February 24, 1871 (a Friday)

Charles Darwin

On this date, the first edition of Charles Darwin’s The Descent of Man, and Selection in Relation to Sex was published in two volumes. The word “evolution” appeared for the first time in any of his works. This first issue was of 2,500 copies.

February 23, 1863 (a Monday)

Chamberlain and Cycads in the University of Chicago Greenhouse

On this date, the American botanist Charles Joseph Chamberlain was born near Sullivan, Ohio. His research into the structure and life cycles of primitive plants (cycads) enabled him to suggest a course of evolutionary development for the egg and embryo of seed plants (spermatophytes) and to speculate about a cycad origin for flowering plants (angiosperms).

Chamberlain first studied botany and zoology at Oberlin College. After spending several years as a school teacher and administrator, he entered the University of Chicago where in 1897 he received the first doctorate in botany awarded by that institution. He organized and directed the botanical laboratories at the University of Chicago (1897-1931), where, with plants collected in Mexico, Australia, New Zealand, South Africa, and Cuba, he created the world’s foremost collection of living cycads. His comprehensive work entitled Gymnosperms: Structure and Evolution was published in 1935.

February 20, 1835 (a Friday)

Charles Darwin by G Richmond.

On this date, a massive earthquake hit Valdivia, Chile and Charles Darwin was right in the middle of the action. While HMS Beagle tried to make anchorage at Concepcion, Darwin was dropped off at the island of Quiriquina. During his exploration of the island, he discovered areas of land that had risen a few feet due to the earthquake. Darwin was very excited about this find, as it was direct evidence that the Andes mountains, and indeed all of South America, were very slowly rising above the ocean. This confirmed Charles Lyell’s theory that land masses rose in tiny increments over an extremely long period of time. Given this fact, Darwin accepted the idea that the earth must be extremely old. The next day he went by ship to the town of Talcuhano, and from there rode by horse to Concepcion to meet up with HMS Beagle. As the Beagle sailed from Concepcion, Darwin wrote in a letter to his sister Caroline:

We are now on our road from Concepcion. The papers will have told you about the great Earthquake of the 20th of February. I suppose it certainly is the worst ever experienced in Chili [sic]. It is no use attempting to describe the ruins – it is the most awful spectacle I ever beheld. The town of Concepcion is now nothing more than piles and lines of bricks, tiles and timbers – it is absolutely true there is not one house left habitable; some little hovels builts of sticks and reeds in the outskirts of the town have not been shaken down and these now are hired by the richest people. The force of the shock must have been immense, the ground is traversed by rents, the solid rocks are shivered, solid buttresses 6-10 feet thick are broken into fragments like so much biscuit. How fortunate it happened at the time of day when many are out of their houses and all active: if the town had been over thrown in the night, very few would have escaped to tell the tale. We were at Valdivia at the time. The shock there was considered very violent, but did no damage owing to the houses being built of wood. I am very glad we happened to call at Concepcion so shortly afterwards: it is one of the three most interesting spectacles I have beheld since leaving England – A Fuegian Savage – Tropical Vegetation – and the ruins of Concepcion. It is indeed most wonderful to witness such desolation produced in three minutes of time.
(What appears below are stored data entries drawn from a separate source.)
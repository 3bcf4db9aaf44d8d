//! Core round engine for Knightfall.
//!
//! A round is a fixed timetable of phases driven by an external tick
//! stream: the player picks a starting cell during a countdown, dodges a
//! pair of row-sweeping knights, spends an exact step budget, dodges a
//! pair of column-sweeping knights, spends a second budget, and must be
//! standing on the goal cell when the round resolves.
//!
//! Layering, bottom up:
//!
//! - [`clock`]: raw/observed tick bookkeeping and the one-shot skip.
//! - [`board`], [`knight`], [`player`]: the pieces a round owns.
//! - [`round`]: the synchronous phase state machine.
//! - [`runner`]: the async tick loop that drives a round in wall time.
//! - [`session`]: round lifecycle plus `watch`-channel publication.
//! - [`config`]: YAML-backed settings for seed, speed, and logging.

pub mod board;
pub mod clock;
pub mod config;
pub mod knight;
pub mod player;
pub mod round;
pub mod runner;
pub mod session;

pub use clock::{ClockError, RoundClock, tick_interval};
pub use config::{ConfigError, GameConfig, LoggingConfig, RoundConfig};
pub use round::{ROUND_START, RoundState, two_distinct_in_range};
pub use runner::{NoOpObserver, RoundControls, RoundObserver, RoundResult, RunnerError, run_round};
pub use session::{GameSession, SessionError, SessionSubscriptions, seeded_session};
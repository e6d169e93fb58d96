mod app;
mod config;
mod draw;

pub use app::App;
pub use config::Config;
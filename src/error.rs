use thiserror::Error;

/// Errors reported by [`Board`](crate::Board) and the stepper.
///
/// Both variants are recoverable: callers reject the operation and the board
/// they were invoked on is left unchanged.
#[derive(Error, Debug, Clone, Copy, PartialEq, Eq)]
pub enum GridError {
    #[error("cell ({row}, {col}) is outside the {height}x{width} grid")]
    OutOfBounds {
        row: usize,
        col: usize,
        height: usize,
        width: usize,
    },

    #[error("expected a {expected_height}x{expected_width} grid, got {height}x{width}")]
    InvalidDimensions {
        expected_height: usize,
        expected_width: usize,
        height: usize,
        width: usize,
    },
}
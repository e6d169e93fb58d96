use crate::{Board, Cell, GridError};

/// Computes generation `t+1` from generation `t`.
///
/// Conway's rule is evaluated on interior cells only: an alive cell survives
/// with 2 or 3 alive Moore neighbors, a dead cell births with exactly 3. The
/// outermost rows and columns are never evaluated and come out dead — the
/// field has no wraparound. Boards narrower than 3 cells in either dimension
/// have no interior and die out in one step.
pub fn next_generation(board: &Board) -> Board {
    let (height, width) = board.size();
    let mut next = Board::empty(height, width);
    // dimensions match by construction
    next_generation_into(board, &mut next).unwrap();
    next
}

/// Writes the successor of `board` into `next`, which must have the same
/// dimensions. Fails with `InvalidDimensions` otherwise, leaving `next`
/// untouched.
pub fn next_generation_into(board: &Board, next: &mut Board) -> Result<(), GridError> {
    let (height, width) = board.size();
    if next.size() != (height, width) {
        return Err(GridError::InvalidDimensions {
            expected_height: height,
            expected_width: width,
            height: next.height(),
            width: next.width(),
        });
    }

    for row in 0..height {
        for col in 0..width {
            let on_border = row == 0 || row + 1 == height || col == 0 || col + 1 == width;
            *next.at_mut(row, col) = if on_border {
                Cell::Dead
            } else {
                let neibs = count_neibs(board, row, col);
                let alive = match board.at(row, col) {
                    Cell::Alive => neibs == 2 || neibs == 3,
                    Cell::Dead => neibs == 3,
                };
                if alive {
                    Cell::Alive
                } else {
                    Cell::Dead
                }
            };
        }
    }
    Ok(())
}

/// Alive cells among the 8 Moore neighbors of an interior cell.
fn count_neibs(board: &Board, row: usize, col: usize) -> usize {
    board.at(row - 1, col - 1).is_alive() as usize
        + board.at(row - 1, col).is_alive() as usize
        + board.at(row - 1, col + 1).is_alive() as usize
        + board.at(row, col - 1).is_alive() as usize
        + board.at(row, col + 1).is_alive() as usize
        + board.at(row + 1, col - 1).is_alive() as usize
        + board.at(row + 1, col).is_alive() as usize
        + board.at(row + 1, col + 1).is_alive() as usize
}
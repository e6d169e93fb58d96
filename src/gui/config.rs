use eframe::egui::Color32;

pub struct Config;

impl Config {
    /// Grid dimensions of the toy board.
    pub const BOARD_H: usize = 40;
    pub const BOARD_W: usize = 40;
    /// Side of one cell in pixels.
    pub const CELL_SIZE: f32 = 15.;

    pub const DEFAULT_STEPS_PER_SEC: f64 = 10.;
    pub const MIN_STEPS_PER_SEC: f64 = 1.;
    pub const MAX_STEPS_PER_SEC: f64 = 30.;

    pub const DEFAULT_SEED: u64 = 500;
    pub const DEFAULT_FILL_RATE: f64 = 0.5;

    /// Hand-placed starting pattern: a horizontal blinker near the top left
    /// corner, as `(row, col)` pairs.
    pub const INITIAL_PATTERN: [(usize, usize); 3] = [(2, 1), (2, 2), (2, 3)];

    pub const FRAME_MARGIN: f32 = 20.;
    pub const CONTROL_PANEL_WIDTH: f32 = 260.;
    pub const WIDGET_GAP: f32 = 10.;
    pub const TEXT_SIZE: f32 = 16.;
    pub const TEXT_COLOR: Color32 = Color32::BLACK;
    pub const BUTTON_STROKE_WIDTH: f32 = 2.;
    pub const BUTTON_STROKE_COLOR: Color32 = Color32::DARK_GRAY;
    pub const BUTTON_FILL_COLOR: Color32 = Color32::WHITE;

    pub const BOARD_BACKGROUND: Color32 = Color32::WHITE;
    pub const ALIVE_COLOR: Color32 = Color32::BLACK;
    pub const GRID_LINE_COLOR: Color32 = Color32::GRAY;
    pub const GRID_LINE_WIDTH: f32 = 0.5;
}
February 19, 1942 (a Thursday)

Order posting.

On this date, President Franklin Roosevelt signed Executive Order 9066, authorizing the War Department to define military areas in the western states and to exclude from them anyone who might threaten the war effort.  Key U.S. leaders claimed that all people of Japanese ancestry on the West Coast of the U.S. posed a risk to national security. This led to the internment of tens of thousands of Japanese-Americans in what Roosevelt called “concentration camps,” often located in Native American reservations.

When war had seemed imminent with Japan in the Fall of 1941, Roosevelt had assigned a Chicago businessman, Curtis B. Munson, to be a special representative of the State Department and to go to the West Coast and Hawaii to determine the degree of loyalty to be found among the residents of Japanese descent.  Munson toured Hawaii and the Pacific Coast and interviewed Army and Navy intelligence officers, military commanders, city officials, and the Federal Bureau of Investigation. The overall result of his twenty-five page report was that:

. . . there is no Japanese “problem” on the Coast. There will be no armed uprising of Japanese. There will undoubtedly be some sabotage financed by Japan and executed largely by imported agents.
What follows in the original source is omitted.